(DIRECTIONS):
Return the data below exactly, but only from the line containing "if let Some(key)" through the line containing "if let Some(ms) = parse_millis(&lookup, ENV_REMOTE_TIMEOUT_MS)", with both of those lines included.
+-------+
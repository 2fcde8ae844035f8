//! Checkpoint store trait definition.
//!
//! Defines the storage interface for execution checkpoints. Any durable
//! medium (file, database, object store) can sit behind it; stepwise-infra
//! ships an in-memory reference adapter and a JSON-lines file adapter.

use std::future::Future;
use std::sync::Arc;

use stepwise_types::error::RepositoryError;
use stepwise_types::workflow::{ExecutionCheckpoint, WorkflowId};
use uuid::Uuid;

/// Port for persisting and querying execution checkpoints.
///
/// Checkpoints are partitioned by `WorkflowId`: no operation scoped to one
/// workflow may observe or mutate another workflow's checkpoints, including
/// under concurrent access from unrelated executions.
///
/// Uses native async fn in traits (Rust 2024 edition, no async_trait macro).
pub trait CheckpointStore: Send + Sync {
    /// Persist a checkpoint, assigning a `checkpoint_id` when absent.
    ///
    /// Returns the checkpoint as stored. A second save for the same
    /// workflow and step number replaces the earlier record.
    fn save_checkpoint(
        &self,
        checkpoint: ExecutionCheckpoint,
    ) -> impl Future<Output = Result<ExecutionCheckpoint, RepositoryError>> + Send;

    /// Get a single checkpoint by id within a workflow.
    fn get_checkpoint(
        &self,
        workflow_id: &WorkflowId,
        checkpoint_id: &Uuid,
    ) -> impl Future<Output = Result<Option<ExecutionCheckpoint>, RepositoryError>> + Send;

    /// Get the checkpoint with the highest step number for a workflow.
    fn get_latest_checkpoint(
        &self,
        workflow_id: &WorkflowId,
    ) -> impl Future<Output = Result<Option<ExecutionCheckpoint>, RepositoryError>> + Send;

    /// List all checkpoints for a workflow, ascending by step number
    /// regardless of insertion order.
    fn get_workflow_checkpoints(
        &self,
        workflow_id: &WorkflowId,
    ) -> impl Future<Output = Result<Vec<ExecutionCheckpoint>, RepositoryError>> + Send;

    /// Remove every checkpoint for a workflow. Returns how many were removed.
    fn purge_workflow_checkpoints(
        &self,
        workflow_id: &WorkflowId,
    ) -> impl Future<Output = Result<u64, RepositoryError>> + Send;

    /// Number of checkpoints currently held across all workflows.
    fn total_checkpoints(&self) -> impl Future<Output = Result<u64, RepositoryError>> + Send;
}

/// Shared handles delegate to the inner store, so a caller can keep querying
/// the same store the engine writes to.
impl<S: CheckpointStore> CheckpointStore for Arc<S> {
    async fn save_checkpoint(
        &self,
        checkpoint: ExecutionCheckpoint,
    ) -> Result<ExecutionCheckpoint, RepositoryError> {
        (**self).save_checkpoint(checkpoint).await
    }

    async fn get_checkpoint(
        &self,
        workflow_id: &WorkflowId,
        checkpoint_id: &Uuid,
    ) -> Result<Option<ExecutionCheckpoint>, RepositoryError> {
        (**self).get_checkpoint(workflow_id, checkpoint_id).await
    }

    async fn get_latest_checkpoint(
        &self,
        workflow_id: &WorkflowId,
    ) -> Result<Option<ExecutionCheckpoint>, RepositoryError> {
        (**self).get_latest_checkpoint(workflow_id).await
    }

    async fn get_workflow_checkpoints(
        &self,
        workflow_id: &WorkflowId,
    ) -> Result<Vec<ExecutionCheckpoint>, RepositoryError> {
        (**self).get_workflow_checkpoints(workflow_id).await
    }

    async fn purge_workflow_checkpoints(
        &self,
        workflow_id: &WorkflowId,
    ) -> Result<u64, RepositoryError> {
        (**self).purge_workflow_checkpoints(workflow_id).await
    }

    async fn total_checkpoints(&self) -> Result<u64, RepositoryError> {
        (**self).total_checkpoints().await
    }
}
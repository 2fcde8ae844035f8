//! Repository trait definitions (ports).
//!
//! These traits define the storage interface that the infrastructure layer
//! (stepwise-infra) implements. The core crate never depends on any
//! specific storage technology.

pub mod checkpoint;
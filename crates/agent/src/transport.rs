//! The transport seam: anything that turns a request into a response.

use std::{sync::Arc, time::Duration};

use {
    async_trait::async_trait,
    bytes::Bytes,
    http::{Request, Response},
    tracing::debug,
};

use crate::{Error, Result};

/// Takes a fully buffered request and returns a fully buffered response.
///
/// [`crate::Agent`] implements this trait too, so an agent can stand in
/// wherever a transport is expected.
#[async_trait]
pub trait Transport: Send + Sync {
    async fn round_trip(&self, request: Request<Bytes>) -> Result<Response<Bytes>>;
}

#[async_trait]
impl<T: Transport + ?Sized> Transport for Arc<T> {
    async fn round_trip(&self, request: Request<Bytes>) -> Result<Response<Bytes>> {
        (**self).round_trip(request).await
    }
}

/// Request extension bounding how long the upstream call may take.
///
/// ```
/// # use {bearer_agent::RequestTimeout, std::time::Duration};
/// let mut request = http::Request::new(bytes::Bytes::new());
/// request.extensions_mut().insert(RequestTimeout(Duration::from_secs(5)));
/// ```
#[derive(Debug, Clone, Copy, PartialEq, Eq)]
pub struct RequestTimeout(pub Duration);

/// Default transport backed by a `reqwest::Client`.
#[derive(Debug, Clone, Default)]
pub struct ReqwestTransport {
    client: reqwest::Client,
}

impl ReqwestTransport {
    pub fn new(client: reqwest::Client) -> Self {
        Self { client }
    }
}

#[async_trait]
impl Transport for ReqwestTransport {
    async fn round_trip(&self, request: Request<Bytes>) -> Result<Response<Bytes>> {
        let request = reqwest::Request::try_from(request)
            .map_err(|e| Error::transport("invalid upstream request", e))?;
        debug!(method = %request.method(), url = %request.url(), "upstream request");

        let resp = self
            .client
            .execute(request)
            .await
            .map_err(|e| Error::transport("upstream request", e))?;

        let status = resp.status();
        let version = resp.version();
        let headers = resp.headers().clone();
        let body = resp
            .bytes()
            .await
            .map_err(|e| Error::transport("upstream body", e))?;

        let mut response = Response::new(body);
        *response.status_mut() = status;
        *response.version_mut() = version;
        *response.headers_mut() = headers;
        Ok(response)
    }
}
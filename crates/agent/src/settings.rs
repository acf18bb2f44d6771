//! Agent settings: credential, refresh cadence and remote endpoints.
//!
//! Settings can be written in TOML, read from `BEARER_*` environment
//! variables, or assembled in code through [`crate::AgentBuilder`].

use std::{path::Path, time::Duration};

use {
    secrecy::{ExposeSecret, Secret},
    serde::Deserialize,
};

use crate::Result;

pub const DEFAULT_CONFIG_URL: &str = "https://config.bearer.sh/config";
pub const DEFAULT_LOGS_URL: &str = "https://logs.bearer.sh/logs";
/// Captured bodies longer than this are truncated.
pub const DEFAULT_MAX_BODY_BYTES: usize = 1024 * 1024;
/// Upper bound for one call to the config endpoint or the collector.
pub const DEFAULT_REMOTE_TIMEOUT_MS: u64 = 5_000;
/// Reports waiting for the collector beyond this many are dropped.
pub const DEFAULT_MAX_PENDING_REPORTS: usize = 256;

pub const ENV_SECRET_KEY: &str = "BEARER_SECRETKEY";
pub const ENV_REFRESH_CONFIG_MS: &str = "BEARER_REFRESH_CONFIG_MS";
pub const ENV_CONFIG_URL: &str = "BEARER_CONFIG_URL";
pub const ENV_LOGS_URL: &str = "BEARER_LOGS_URL";
pub const ENV_REMOTE_TIMEOUT_MS: &str = "BEARER_REMOTE_TIMEOUT_MS";

#[derive(Clone, Deserialize)]
#[serde(default)]
pub struct AgentSettings {
    /// Secret key sent as a bearer token. Empty means unauthenticated.
    pub secret_key: Secret<String>,

    /// Autonomous config refresh period in milliseconds; `0` disables it.
    pub refresh_config_every_ms: u64,

    /// Remote config endpoint.
    pub config_url: String,

    /// Log collector endpoint.
    pub logs_url: String,

    /// Maximum number of body bytes captured per request or response.
    pub max_body_bytes: usize,

    /// Timeout in milliseconds for calls to the config endpoint and the
    /// collector; `0` disables it.
    pub remote_timeout_ms: u64,

    /// Reports allowed to wait on the collector at once.
    pub max_pending_reports: usize,
}

impl std::fmt::Debug for AgentSettings {
    fn fmt(&self, f: &mut std::fmt::Formatter<'_>) -> std::fmt::Result {
        f.debug_struct("AgentSettings")
            .field("secret_key", &"[REDACTED]")
            .field("refresh_config_every_ms", &self.refresh_config_every_ms)
            .field("config_url", &self.config_url)
            .field("logs_url", &self.logs_url)
            .field("max_body_bytes", &self.max_body_bytes)
            .field("remote_timeout_ms", &self.remote_timeout_ms)
            .field("max_pending_reports", &self.max_pending_reports)
            .finish()
    }
}

impl Default for AgentSettings {
    fn default() -> Self {
        Self {
            secret_key: Secret::new(String::new()),
            refresh_config_every_ms: 0,
            config_url: DEFAULT_CONFIG_URL.to_string(),
            logs_url: DEFAULT_LOGS_URL.to_string(),
            max_body_bytes: DEFAULT_MAX_BODY_BYTES,
            remote_timeout_ms: DEFAULT_REMOTE_TIMEOUT_MS,
            max_pending_reports: DEFAULT_MAX_PENDING_REPORTS,
        }
    }
}

impl AgentSettings {
    /// Parse settings from a TOML document. Missing keys keep their defaults.
    pub fn from_toml_str(raw: &str) -> Result<Self> {
        Ok(toml::from_str(raw)?)
    }

    /// Read a TOML settings file.
    pub fn load(path: &Path) -> Result<Self> {
        let raw = std::fs::read_to_string(path)?;
        Self::from_toml_str(&raw)
    }

    /// Defaults overridden by whatever `BEARER_*` variables are set.
    pub fn from_env() -> Self {
        let mut settings = Self::default();
        settings.apply_env();
        settings
    }

    /// Override fields with the `BEARER_*` environment variables that are set.
    pub fn apply_env(&mut self) {
        self.apply_vars(|key| std::env::var(key).ok());
    }

    fn apply_vars(&mut self, lookup: impl Fn(&str) -> Option<String>) {
        if let Some(key) = lookup(ENV_SECRET_KEY) {
            self.secret_key = Secret::new(key);
        }
        if let Some(ms) = parse_millis(&lookup, ENV_REFRESH_CONFIG_MS) {
            self.refresh_config_every_ms = ms;
        }
        if let Some(ms) = parse_millis(&lookup, ENV_REMOTE_TIMEOUT_MS) {
            self.remote_timeout_ms = ms;
        }
        if let Some(url) = lookup(ENV_CONFIG_URL) {
            self.config_url = url;
        }
        if let Some(url) = lookup(ENV_LOGS_URL) {
            self.logs_url = url;
        }
    }

    /// `None` when autonomous refresh is disabled.
    pub fn refresh_interval(&self) -> Option<Duration> {
        (self.refresh_config_every_ms > 0).then(|| Duration::from_millis(self.refresh_config_every_ms))
    }

    /// `None` when remote calls are not bounded.
    pub fn remote_timeout(&self) -> Option<Duration> {
        (self.remote_timeout_ms > 0).then(|| Duration::from_millis(self.remote_timeout_ms))
    }

    /// The credential, or `None` when it is empty.
    pub fn credential(&self) -> Option<Secret<String>> {
        let key = self.secret_key.expose_secret();
        (!key.trim().is_empty()).then(|| self.secret_key.clone())
    }
}

fn parse_millis(lookup: &impl Fn(&str) -> Option<String>, key: &str) -> Option<u64> {
    let raw = lookup(key)?;
    match raw.trim().parse() {
        Ok(ms) => Some(ms),
        Err(e) => {
            tracing::warn!(value = %raw, error = %e, "ignoring invalid {key}");
            None
        },
    }
}
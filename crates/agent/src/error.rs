use std::{sync::Arc, time::Duration};

use {http::StatusCode, thiserror::Error};

#[derive(Debug, Error)]
pub enum Error {
    /// The request host is listed in the remote blocklist.
    #[error("domain {domain} is blocked by the remote policy")]
    BlockedDomain { domain: String },

    /// No secret key is configured, so the remote endpoints cannot be called.
    #[error("no secret key configured")]
    Unauthenticated,

    /// Fetching the remote configuration failed.
    ///
    /// The cause is shared so every caller that joined the same fetch gets it.
    #[error("config fetch failed: {source}")]
    ConfigFetch {
        #[source]
        source: Arc<Error>,
    },

    /// The request never produced a response (DNS, connect, TLS, body read...).
    #[error("{context}: {source}")]
    Transport {
        context: String,
        #[source]
        source: reqwest::Error,
    },

    /// A remote endpoint answered with a non-2xx status.
    #[error("{context}: server responded {status}: {body}")]
    Server {
        context: String,
        status: StatusCode,
        body: String,
    },

    #[error("request timed out after {}ms", after.as_millis())]
    Timeout { after: Duration },

    #[error("invalid request: {0}")]
    InvalidRequest(String),

    #[error(transparent)]
    Http(#[from] http::Error),

    #[error(transparent)]
    Io(#[from] std::io::Error),

    #[error(transparent)]
    Json(#[from] serde_json::Error),

    #[error(transparent)]
    Toml(#[from] toml::de::Error),

    #[error("{0}")]
    Message(String),
}

impl Error {
    #[must_use]
    pub fn message(msg: impl Into<String>) -> Self {
        Self::Message(msg.into())
    }

    #[must_use]
    pub fn transport(context: impl Into<String>, source: reqwest::Error) -> Self {
        Self::Transport {
            context: context.into(),
            source,
        }
    }

    #[must_use]
    pub fn config_fetch(source: Self) -> Self {
        Self::ConfigFetch {
            source: Arc::new(source),
        }
    }

    /// Whether the same call may succeed if simply repeated.
    ///
    /// Blocked domains and missing credentials fail the same way every time;
    /// network hiccups, timeouts and 5xx answers may not.
    pub fn is_retryable(&self) -> bool {
        match self {
            Self::Transport { .. } | Self::Timeout { .. } => true,
            Self::Server { status, .. } => status.is_server_error(),
            Self::ConfigFetch { source } => source.is_retryable(),
            _ => false,
        }
    }
}

pub type Result<T> = std::result::Result<T, Error>;
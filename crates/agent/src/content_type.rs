//! Decides whether a body is worth capturing as text.

const PARSEABLE_MARKERS: &[&str] = &["json", "text", "xml", "x-www-form-urlencoded"];

/// Returns `true` when the raw `Content-Type` value mentions a textual format.
///
/// This is a case-insensitive substring test, not a MIME parse:
/// `blah/xml/blih` is parseable, `jsan` is not, and neither is `""`.
pub fn is_parseable(content_type: &str) -> bool {
    if content_type.is_empty() {
        return false;
    }
    let lowered = content_type.to_ascii_lowercase();
    PARSEABLE_MARKERS.iter().any(|m| lowered.contains(m))
}

#[cfg(test)]
mod tests {
    use super::*;

    #[test]
    fn classifies_observed_values() {
        let cases = [
            ("json", true),
            ("application/json", true),
            ("apPlication/JSON", true),
            ("jsan", false),
            ("text/plain", true),
            ("", false),
            ("blah/xml/blih", true),
            ("x-www-form-urlencoded", true),
        ];
        for (input, expected) in cases {
            assert_eq!(is_parseable(input), expected, "input: {input:?}");
        }
    }

    #[test]
    fn binary_types_are_not_parseable() {
        assert!(!is_parseable("application/octet-stream"));
        assert!(!is_parseable("image/png"));
        assert!(!is_parseable("multipart/form-data; boundary=abc"));
    }

    #[test]
    fn parameters_do_not_hide_the_type() {
        assert!(is_parseable("application/json; charset=utf-8"));
        assert!(is_parseable("Application/X-WWW-Form-Urlencoded"));
    }
}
+-------+
(YOUR SOLUTION):
        if let Some(key) = lookup(ENV_SECRET_KEY) {
            self.secret_key = Secret::new(key);
        }
        if let Some(ms) = parse_millis(&lookup, ENV_REFRESH_CONFIG_MS) {
            self.refresh_config_every_ms = ms;
        }
        if let Some(ms) = parse_millis(&lookup, ENV_REMOTE_TIMEOUT_MS) {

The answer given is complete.